Winstone, himself the father of three daughters (Lois, 20, Jaime, 16 and Ellie, one), reckons that She's Gone has that same uncompromising approach. He was drawn to the project because he could believe in the emotional journey Harry undertakes. "I wanted viewers to feel they were watching a film about one subject, and by the end it turns into something else. At first, you're watching a film about a girl who's gone missing. But by the end, it has become a film about how parents push their kids away. It's about the father rather than the daughter. My own eldest daughter lives in Manchester. Why? I must drive her mad! Children are desperate to become adults, but we parents get in the way.They can't wait to get away from us. It's not wrong; it's natural."
Tyrell, who was previously responsible for The Vice, chips in that during his search, Harry learns things he never knew about his daughter. "If your kid is going away on a gap year, you want to encourage adventure, but there's a scary side to it as well.
"One character says, 'You hold your child's hand when you go into a dark wood - why?' Harry replies, 'To make her feel safe. But also to stop her getting away.' That's the heart of this story.It's about his fear of the unknown. It's not about a daughter going missing; it's about a father growing up - and that will resonate with everyone," Tyrell says.
Having enjoyed success on King Arthur and Cold Mountain, Winstone could easily move, lock, stock and two smoking barrels, to Hollywood, but he has not been impressed thus far. Happily married for the past quarter of a century to Elaine, the 47-year-old actor confesses that he was homesick during the very long Cold Mountain shoot. "It was tough sitting on the top of a mountain in Transylvania for six months, with just brown bears and a bottle of vodka for company. I had to put garlic on the windowsill - or the vampires would have got me!"
Nor did King Arthur do much to bolster Winstone's sense of well-being. "I spent six months in Ireland.
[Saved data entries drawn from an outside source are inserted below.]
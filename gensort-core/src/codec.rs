//! The 4-bit genome codec.
//!
//! On disk an op sequence is packed two ops per byte, high nibble first,
//! in 4-byte groups of eight ops. Nibble 0 is tail padding inside the
//! final group and never emits an op; nibbles 1..=9 map to the op set in
//! declaration order. An unknown nibble or op byte is a bug in whoever
//! produced the data and aborts the process.

use gensort_machine::op;

const GROUP_OPS: usize = 8;
const GROUP_BYTES: usize = 4;

fn op_to_nibble(byte: u8) -> u8 {
    match byte {
        op::POINTER_LEFT => 1,
        op::POINTER_RIGHT => 2,
        op::INC => 3,
        op::DEC => 4,
        op::WHILE => 5,
        op::WHILE_END => 6,
        op::JUMP => 7,
        op::BOOKMARK => 8,
        op::NO_OP => 9,
        unknown => panic!("unknown op byte [{unknown:#04x}] in codec"),
    }
}

fn nibble_to_op(nibble: u8) -> Option<u8> {
    match nibble {
        0 => None,
        1 => Some(op::POINTER_LEFT),
        2 => Some(op::POINTER_RIGHT),
        3 => Some(op::INC),
        4 => Some(op::DEC),
        5 => Some(op::WHILE),
        6 => Some(op::WHILE_END),
        7 => Some(op::JUMP),
        8 => Some(op::BOOKMARK),
        9 => Some(op::NO_OP),
        unknown => panic!("unknown nibble value [{unknown}] in codec"),
    }
}

/// Pack raw ops into the nibble form. Output length is always a multiple
/// of four bytes; the final group is zero-padded.
pub fn pack(raw: &[u8]) -> Vec<u8> {
    let groups = raw.len().div_ceil(GROUP_OPS);
    let mut packed = Vec::with_capacity(groups * GROUP_BYTES);
    for group in raw.chunks(GROUP_OPS) {
        let mut word = [0u8; GROUP_BYTES];
        for (i, &byte) in group.iter().enumerate() {
            let nibble = op_to_nibble(byte);
            if i % 2 == 0 {
                word[i / 2] |= nibble << 4;
            } else {
                word[i / 2] |= nibble;
            }
        }
        packed.extend_from_slice(&word);
    }
    packed
}

/// Expand the nibble form back into raw ops, dropping padding nibbles.
pub fn unpack(packed: &[u8]) -> Vec<u8> {
    let mut raw = Vec::with_capacity(packed.len() * 2);
    for &byte in packed {
        if let Some(op) = nibble_to_op(byte >> 4) {
            raw.push(op);
        }
        if let Some(op) = nibble_to_op(byte & 0x0f) {
            raw.push(op);
        }
    }
    raw
}

#[cfg(test)]
mod tests {
    use super::*;

    #[test]
    fn round_trips_every_prefab() {
        for prefab in op::PREFAB_OPSETS {
            let packed = pack(prefab.as_bytes());
            assert_eq!(packed.len() % 4, 0);
            assert_eq!(unpack(&packed), prefab.as_bytes());
        }
    }

    #[test]
    fn round_trips_aligned_sequences() {
        let raw = b"<<>>++--";
        assert_eq!(unpack(&pack(raw)), raw);
        assert_eq!(pack(raw).len(), 4);
    }

    #[test]
    fn empty_sequence_packs_to_nothing() {
        assert_eq!(pack(&[]), Vec::<u8>::new());
        assert_eq!(unpack(&[]), Vec::<u8>::new());
    }

    #[test]
    fn padding_nibbles_never_emit_ops() {
        // One op: high nibble of byte 0, seven padding nibbles after.
        let packed = pack(b"+");
        assert_eq!(packed, vec![0x30, 0, 0, 0]);
        assert_eq!(unpack(&packed), b"+");
    }

    #[test]
    fn move_to_zero_left_round_trips() {
        let raw = op::MOVE_TO_ZERO_LEFT.as_bytes();
        let packed = pack(raw);
        assert_eq!(unpack(&packed), raw);
    }

    #[test]
    #[should_panic(expected = "unknown op byte")]
    fn stray_byte_is_a_codec_bug() {
        pack(b"+?");
    }
}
You know what the national sport is there, so at the end my liver really needed a rest!"
Perhaps he has gained such a sensible perspective about the business because for many years he struggled in it. After Scum, his career went into a bit of a black hole. "I was doing crap to pay the rent," he sighs. "I thought of giving up."
He made a triumphant comeback in 1997 with Nil by Mouth. Now he is relieved that stardom came to him when he was in his thirties. "Imagine me getting success at the age of 21. I'd have been dead by now!"
The self-styled Plaistow boy has learnt never to take the work - or himself - too seriously. "You have to have a laugh, or else you'd go off your head. Can you imagine the set of Nil by Mouth if we didn't have a laugh? People would have been killing each other. I hear about actors who are hostile to each other on set because their characters hate each other. That's bollocks. Life is too short."